Another example would be African-Americans. I'm sure very few of them would actually speak the original languages that their ancestors spoke. I don't think their inability to speak their "native tongue" is such a issue over in the US is it?

Perhaps we should be questioning the feasibility of forcing students to master 2 languages at the same time instead?

7366 said...

To Anon 7.34

Unfortunately, you are not me, and I did speak mandarin well on a regular basis. I just couldn't write it very well or read all of the characters on a page. Perhaps its like being able to speak in coherence to most people in the english language, yet faltering when it comes to reading things like the classics or attempting a verbose argumentation in english literature. One's ability to speak a language may not be well correlated with one's ability to read and write it. For example, there are certainly many number of individuals in Singapore who can speak a language or dialect of a language relatively well - yet whom are illiterate.

Indeed, you are not me, so you probably would not know how much time or effort I spent attempting to do better in a subject that would have basically damned me. I'm damned if I work hard to improve my chinese and I'm damned if I don't. I've learnt a great deal about chinese history, not from reading about china's history in mandarin, but from vast swathes of books in my university's East Asian library. May I recommend to you a great book - "Rescuing History from the Nation" by Prasenjit Duara - a Professor of History at Harvard University specialising in modern china. Who is Indian and apparently can't speak, or read, or write the language very well - prefering to work upon previously translated historical documents.

Resucing History from the Nation is one of the finest books in history ever written about modern Chinese history as it seeks to question the narratives of the nation. Oh yes, does it take an Indian professor to help us realize that one can be well versed in the historical, literary and cultural aspects of a civilization without knowing the language at a high level of fluency? One does not need to be an expert in a subject in order to love it.

May I give the case, that one of my best friends in JC was the ultimate failure in mathematics. Rock bottom scores every single time. He was retained, forced to drop to 3A'level subjects and insisted on taking further mathematics anyway. He loved the subject, even whilst doing poorly in it, and even after putting great effort into it. After all, why get retained one year for doing poorly in a subject one could drop? Its love.

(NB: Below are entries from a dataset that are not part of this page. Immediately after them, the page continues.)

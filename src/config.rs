//! Configuration file handling for billed.
//!
//! The configuration file is stored at `$BILLED_HOME/config.json` and holds the address of the
//! bills API and, optionally, where the session file lives.

use crate::{utils, Res};
use anyhow::{bail, Context};
use serde::{Deserialize, Serialize};
use std::path::{Path, PathBuf};

const APP_NAME: &str = "billed";
const CONFIG_VERSION: u8 = 1;
const CONFIG_JSON: &str = "config.json";
const SESSION_JSON: &str = "session.json";
pub const DEFAULT_API_URL: &str = "http://localhost:5678";

/// The `Config` object represents the configuration of the app. You instantiate it by providing
/// the path to `$BILLED_HOME` and from there it loads `$BILLED_HOME/config.json`.
#[derive(Debug, Clone)]
pub struct Config {
    root: PathBuf,
    config_path: PathBuf,
    config_file: ConfigFile,
    session_path: PathBuf,
}

impl Config {
    /// Creates the home directory and writes an initial `config.json` using `api_url`, along with
    /// an empty session file.
    ///
    /// # Arguments
    /// - `dir` - The directory that will be the billed home, e.g. `$HOME/billed`
    /// - `api_url` - The base URL of the bills API, e.g. `http://localhost:5678`
    ///
    /// # Errors
    /// - Returns an error if any file operations fail or if `api_url` is not a URL.
    pub async fn create(dir: impl Into<PathBuf>, api_url: &str) -> Res<Self> {
        url::Url::parse(api_url).with_context(|| format!("Invalid API URL '{api_url}'"))?;

        let maybe_relative = dir.into();
        utils::make_dir(&maybe_relative)
            .await
            .context("Unable to create the billed home directory")?;
        let root = utils::canonicalize(&maybe_relative).await?;
        let config_path = root.join(CONFIG_JSON);

        let config_file = ConfigFile {
            app_name: APP_NAME.to_string(),
            config_version: CONFIG_VERSION,
            api_url: api_url.to_string(),
            session_path: None,
        };
        config_file.save(&config_path).await?;

        let session_path = resolve(&root, config_file.session_path());
        if !session_path.is_file() {
            utils::write(&session_path, "{}")
                .await
                .context("Unable to create the session file")?;
        }

        Ok(Self {
            root,
            config_path,
            config_file,
            session_path,
        })
    }

    /// Validates that `billed_home` and its config file exist, then loads the config file.
    pub async fn load(billed_home: impl Into<PathBuf>) -> Res<Self> {
        let maybe_relative = billed_home.into();
        let root = utils::canonicalize(&maybe_relative)
            .await
            .context("Billed Home is missing, run 'billed init' first")?;

        let config_path = root.join(CONFIG_JSON);
        if !config_path.is_file() {
            bail!("The config file is missing '{}'", config_path.display())
        }
        let config_file = ConfigFile::load(&config_path).await?;
        let session_path = resolve(&root, config_file.session_path());

        Ok(Self {
            root,
            config_path,
            config_file,
            session_path,
        })
    }

    pub fn root(&self) -> &Path {
        &self.root
    }

    pub fn config_path(&self) -> &Path {
        &self.config_path
    }

    pub fn api_url(&self) -> &str {
        &self.config_file.api_url
    }

    /// The session file. A relative `session_path` in `config.json` is resolved against the home
    /// directory.
    pub fn session_path(&self) -> &Path {
        &self.session_path
    }
}

fn resolve(root: &Path, p: PathBuf) -> PathBuf {
    if p.is_absolute() {
        return p;
    }
    root.join(p)
}

/// Represents the serialization and deserialization format of the configuration file.
///
/// Example configuration:
/// ```json
/// {
///   "app_name": "billed",
///   "config_version": 1,
///   "api_url": "http://localhost:5678",
///   "session_path": "session.json"
/// }
/// ```
#[derive(Debug, Clone, Serialize, Deserialize, Eq, PartialEq)]
struct ConfigFile {
    /// Application name, should always be "billed"
    app_name: String,

    /// Configuration file version
    config_version: u8,

    /// Base URL of the bills API
    api_url: String,

    /// Path to the session file (optional, relative to the home directory or absolute)
    /// Defaults to $BILLED_HOME/session.json if not specified
    #[serde(skip_serializing_if = "Option::is_none")]
    session_path: Option<PathBuf>,
}

impl Default for ConfigFile {
    fn default() -> Self {
        Self {
            app_name: APP_NAME.to_string(),
            config_version: CONFIG_VERSION,
            api_url: DEFAULT_API_URL.to_string(),
            session_path: None,
        }
    }
}

impl ConfigFile {
    /// Loads a ConfigFile from `path`.
    ///
    /// # Errors
    /// Returns an error if the file cannot be read or parsed, or if it belongs to another app.
    async fn load(path: impl AsRef<Path>) -> Res<Self> {
        let path = path.as_ref();
        let config: ConfigFile = utils::deserialize(path)
            .await
            .with_context(|| format!("Failed to load config file at {}", path.display()))?;

        anyhow::ensure!(
            config.app_name == APP_NAME,
            "Invalid app_name in config file: expected '{}', got '{}'",
            APP_NAME,
            config.app_name
        );

        Ok(config)
    }

    async fn save(&self, path: impl AsRef<Path>) -> Res<()> {
        let p = path.as_ref();
        let data = serde_json::to_string_pretty(self).context("Unable to serialize config")?;
        utils::write(p, data)
            .await
            .context("Unable to write config file")
    }

    fn session_path(&self) -> PathBuf {
        self.session_path
            .clone()
            .unwrap_or_else(|| PathBuf::from(SESSION_JSON))
    }
}

#[cfg(test)]
mod tests {
    use super::*;
    use tempfile::TempDir;

    #[tokio::test]
    async fn test_config_create() {
        let dir = TempDir::new().unwrap();
        let home_dir = dir.path().join("billed_home");

        let config = Config::create(&home_dir, "http://example.com:8080")
            .await
            .unwrap();

        assert_eq!("http://example.com:8080", config.api_url());
        assert!(config.config_path().is_file());
        assert_eq!(config.session_path(), config.root().join(SESSION_JSON));
        let session = utils::read(config.session_path()).await.unwrap();
        assert_eq!(session, "{}");
    }

    #[tokio::test]
    async fn test_config_load_after_create() {
        let dir = TempDir::new().unwrap();
        let created = Config::create(dir.path(), DEFAULT_API_URL).await.unwrap();
        let loaded = Config::load(dir.path()).await.unwrap();
        assert_eq!(created.root(), loaded.root());
        assert_eq!(DEFAULT_API_URL, loaded.api_url());
        assert_eq!(created.session_path(), loaded.session_path());
    }

    #[tokio::test]
    async fn test_config_create_rejects_bad_url() {
        let dir = TempDir::new().unwrap();
        assert!(Config::create(dir.path(), "not a url").await.is_err());
    }

    #[tokio::test]
    async fn test_config_load_missing_home() {
        let dir = TempDir::new().unwrap();
        let err = Config::load(dir.path().join("nope")).await.unwrap_err();
        assert!(format!("{err:#}").contains("billed init"));
    }

    #[tokio::test]
    async fn test_config_load_missing_config_file() {
        let dir = TempDir::new().unwrap();
        let err = Config::load(dir.path()).await.unwrap_err();
        assert!(err.to_string().contains("config file is missing"));
    }

    #[tokio::test]
    async fn test_config_file_session_path() {
        let dir = TempDir::new().unwrap();
        let config_path = dir.path().join(CONFIG_JSON);
        let json = r#"{
            "app_name": "billed",
            "config_version": 1,
            "api_url": "http://localhost:5678",
            "session_path": "state/me.json"
        }"#;
        utils::write(&config_path, json).await.unwrap();

        let config = Config::load(dir.path()).await.unwrap();
        assert!(config.session_path().is_absolute());
        assert!(config.session_path().ends_with("state/me.json"));
    }

    #[tokio::test]
    async fn test_config_file_load_invalid_app_name() {
        let dir = TempDir::new().unwrap();
        let config_path = dir.path().join(CONFIG_JSON);
        let json = r#"{
            "app_name": "wrong_app",
            "config_version": 1,
            "api_url": "http://localhost:5678"
        }"#;
        utils::write(&config_path, json).await.unwrap();

        let result = ConfigFile::load(&config_path).await;
        assert!(result.is_err());
        assert!(result.unwrap_err().to_string().contains("Invalid app_name"));
    }

    #[tokio::test]
    async fn test_config_file_save_and_load() {
        let dir = TempDir::new().unwrap();
        let path = dir.path().join("file.json");
        let original = ConfigFile {
            session_path: Some(PathBuf::from("/tmp/session.json")),
            ..Default::default()
        };
        original.save(&path).await.unwrap();
        let read = ConfigFile::load(&path).await.unwrap();
        assert_eq!(original, read);
    }

    #[test]
    fn test_config_file_serialization_omits_none_fields() {
        let json = serde_json::to_string(&ConfigFile::default()).unwrap();
        assert!(!json.contains("session_path"));
    }
}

If what mathematicians say about mathematics is anything to go by, that the equations are just a universal language of communicating ideas in many disciplines, should that not reside in an understanding that one does not need to be extremely brilliant, can be rather hardworking and yet not do very well in something?

Remember, Michael Jordon did give up basketball to play minor league baseball for a while. But did anyone fault one of the world's greatest sportsman for giving up the discipline he was great at to improve and try himself out at something else? At the end of the day, the language policies in Singapore have severely penalised the population and really, even a President's scholar that I know of cannot get an A1 for English and an A1 for chinese at the same time. 10 A1s but an A2 for Higher Chinese.

Its not wise to constantly marginalise individuals based on their weaknesses in state-selected criteria. Rather it would be better if things like streaming focused on spotting and developing the strengths of our youth, that they can be, all that they can become. The Best is Yet to Be.

Fox said...

Oh, by the way, should Germany be faulted for requiring Beethoven to study (note: NOT pass, just study) the German language in school? And not as 1st language, but just as a 3rd language, with electronic dictionaries allowed in exam, and for which a pass is NOT required to enter university?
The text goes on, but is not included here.